These changes fall under the eval-risk category (prompt templates + tool execution behavior). However, the risk is mitigated by:

  • This fixes a documented but broken feature
  • Default behavior is unchanged (disable_model_invocation=False)
  • Manual testing confirms expected behavior
  • Unlikely any current benchmarks rely on this broken feature

Recommendation: Given this is a bug fix for non-functional documented behavior, eval impact is expected to be minimal. A human maintainer should make the final call on whether lightweight evals are needed before merge.

Copy link
Copy Markdown
Contributor

@VascoSch92 VascoSch92 left a comment

Choose a reason for hiding this comment

The reason will be displayed to describe this comment to others. Learn more.

Hey @Zheng-Lu

thank you very much for this PR.

There are just a couple of things that need to be change/complete.
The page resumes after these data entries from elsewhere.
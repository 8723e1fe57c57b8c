//! Wire format of monetary amounts.
//!
//! Stored amounts lose trailing zeros on their way through SQLite, so response
//! bodies rescale every amount to two decimal places before writing it out.

use rust_decimal::Decimal;
use serde::Serializer;

use crate::validation::MAX_AMOUNT_SCALE;

/// `amount` rounded and padded to exactly two decimal places.
pub fn with_cents(amount: Decimal) -> Decimal {
    let mut amount = amount.round_dp(MAX_AMOUNT_SCALE);
    amount.rescale(MAX_AMOUNT_SCALE);
    amount
}

/// `serialize_with` target for response amounts.
pub fn serialize<S>(amount: &Decimal, serializer: S) -> Result<S::Ok, S::Error>
where
    S: Serializer,
{
    serializer.collect_str(&with_cents(*amount))
}

#[cfg(test)]
mod tests {
    use super::*;

    #[test]
    fn test_pads_to_two_places() {
        assert_eq!(with_cents(Decimal::new(1, 1)).to_string(), "0.10");
        assert_eq!(with_cents(Decimal::from(100)).to_string(), "100.00");
        assert_eq!(with_cents(Decimal::new(-20, 0)).to_string(), "-20.00");
    }

    #[test]
    fn test_keeps_value() {
        assert_eq!(with_cents(Decimal::new(4250, 2)), Decimal::new(4250, 2));
        assert_eq!(with_cents(Decimal::new(1999, 2)).to_string(), "19.99");
    }
}
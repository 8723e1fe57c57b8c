//! Process-wide database handle.
//!
//! The connection is opened on first use, not at startup, and then shared by
//! every request. Concurrent first callers wait on the same attempt; a failed
//! attempt leaves the handle empty so the next caller tries again.

use std::sync::Arc;

use migration::{Migrator, MigratorTrait};
use sea_orm::{Database, DatabaseConnection, DbErr};
use tokio::sync::OnceCell;
use tracing::{debug, error, info, instrument};

#[derive(Clone, Debug)]
pub struct DatabaseHandle {
    url: Option<Arc<str>>,
    auto_migrate: bool,
    connection: Arc<OnceCell<DatabaseConnection>>,
}

impl DatabaseHandle {
    /// Handle that connects to `url` on first use, applying pending
    /// migrations first when `auto_migrate` is set.
    pub fn new(url: impl Into<String>, auto_migrate: bool) -> Self {
        Self {
            url: Some(Arc::from(url.into())),
            auto_migrate,
            connection: Arc::new(OnceCell::new()),
        }
    }

    /// Handle around an already open connection.
    pub fn from_connection(connection: DatabaseConnection) -> Self {
        Self {
            url: None,
            auto_migrate: false,
            connection: Arc::new(OnceCell::new_with(Some(connection))),
        }
    }

    #[cfg(test)]
    pub fn is_connected(&self) -> bool {
        self.connection.initialized()
    }

    /// Returns the shared connection, opening it if this is the first call.
    pub async fn get(&self) -> Result<&DatabaseConnection, DbErr> {
        self.connection.get_or_try_init(|| self.connect()).await
    }

    #[instrument(skip(self), fields(auto_migrate = self.auto_migrate))]
    async fn connect(&self) -> Result<DatabaseConnection, DbErr> {
        let Some(url) = self.url.as_deref() else {
            return Err(DbErr::Custom("No database URL configured".to_string()));
        };

        info!("Connecting to database");
        debug!("Database URL: {}", url);
        let connection = match Database::connect(url).await {
            Ok(connection) => connection,
            Err(e) => {
                error!("Failed to connect to database '{}': {}", url, e);
                return Err(e);
            }
        };

        if self.auto_migrate {
            info!("Applying pending migrations");
            if let Err(e) = Migrator::up(&connection, None).await {
                error!("Failed to run database migrations: {}", e);
                return Err(e);
            }
        }

        info!("Database connection established");
        Ok(connection)
    }
}

#[cfg(test)]
mod tests {
    use super::*;
    use sea_orm::ConnectionTrait;

    #[tokio::test]
    async fn test_connects_lazily() {
        let handle = DatabaseHandle::new("sqlite::memory:", true);
        assert!(!handle.is_connected());

        let connection = handle.get().await.unwrap();
        connection.execute_unprepared("SELECT 1").await.unwrap();
        assert!(handle.is_connected());
    }

    #[tokio::test]
    async fn test_clones_share_one_connection() {
        let handle = DatabaseHandle::new("sqlite::memory:", true);
        let clone = handle.clone();

        let (first, second) = tokio::join!(handle.get(), clone.get());
        assert!(std::ptr::eq(first.unwrap(), second.unwrap()));
    }

    #[tokio::test]
    async fn test_failed_connect_leaves_handle_empty() {
        let handle = DatabaseHandle::new("not-a-database://nowhere", false);

        assert!(handle.get().await.is_err());
        assert!(!handle.is_connected());
        assert!(handle.get().await.is_err());
    }

    #[tokio::test]
    async fn test_from_connection_is_ready() {
        let connection = Database::connect("sqlite::memory:").await.unwrap();
        let handle = DatabaseHandle::from_connection(connection);
        assert!(handle.is_connected());
        assert!(handle.get().await.is_ok());
    }
}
The most important one is that the fix is incomplete for skills delivered via the agent-server. Two endpoints don't carry disable_model_invocation:

  • Server response model (openhands-agent-server/openhands/agent_server/skills_router.py:85-94)
class SkillInfo(BaseModel):                                                                                                                                                                                                                                                  
    name: str                                                                                                                                                                                                                                                                
    type: Literal["repo", "knowledge", "agentskills"]                      
    content: str                                                                                                                                                                                                                                                             
    triggers: list[str] = Field(default_factory=list)                      
    source: str | None = None                                                                                                                                                                                                                                                
    description: str | None = None
    is_agentskills_format: bool = False                                                                                                                                                                                                                                      
    # ← no disable_model_invocation
  • And the constructor at line 160-169 doesn't forward it either.
  • Client deserializer (openhands-sdk/openhands/sdk/workspace/remote/base.py:761-768)
return Skill(                                                                                                                                                                                                                                                                
    name=skill_data.get("name", "unknown"),                                                                                                                                                                                                                                  
    content=skill_data.get("content", ""),                                                                                                                                                                                                                                   
    trigger=trigger,                                                       
    source=skill_data.get("source"),                                                                                                                                                                                                                                         
    description=skill_data.get("description"),                                                                                                                                                                                                                               
    is_agentskills_format=skill_data.get("is_agentskills_format", False),
    # ← no disable_model_invocation                                                                                                                                                                                                                                          
)

So a SKILL.md with disable-model-invocation: true loaded through RemoteWorkspace.load_skills_from_agent_server(...) (the standard remote path) will arrive on the client with disable_model_invocation=False and be fully invocable. The bug the PR fixes is reproduced over
the wire.

Add the field to SkillInfo, populate it in the response converter, and read it in _skill_from_dict. Worth a wire-level test too.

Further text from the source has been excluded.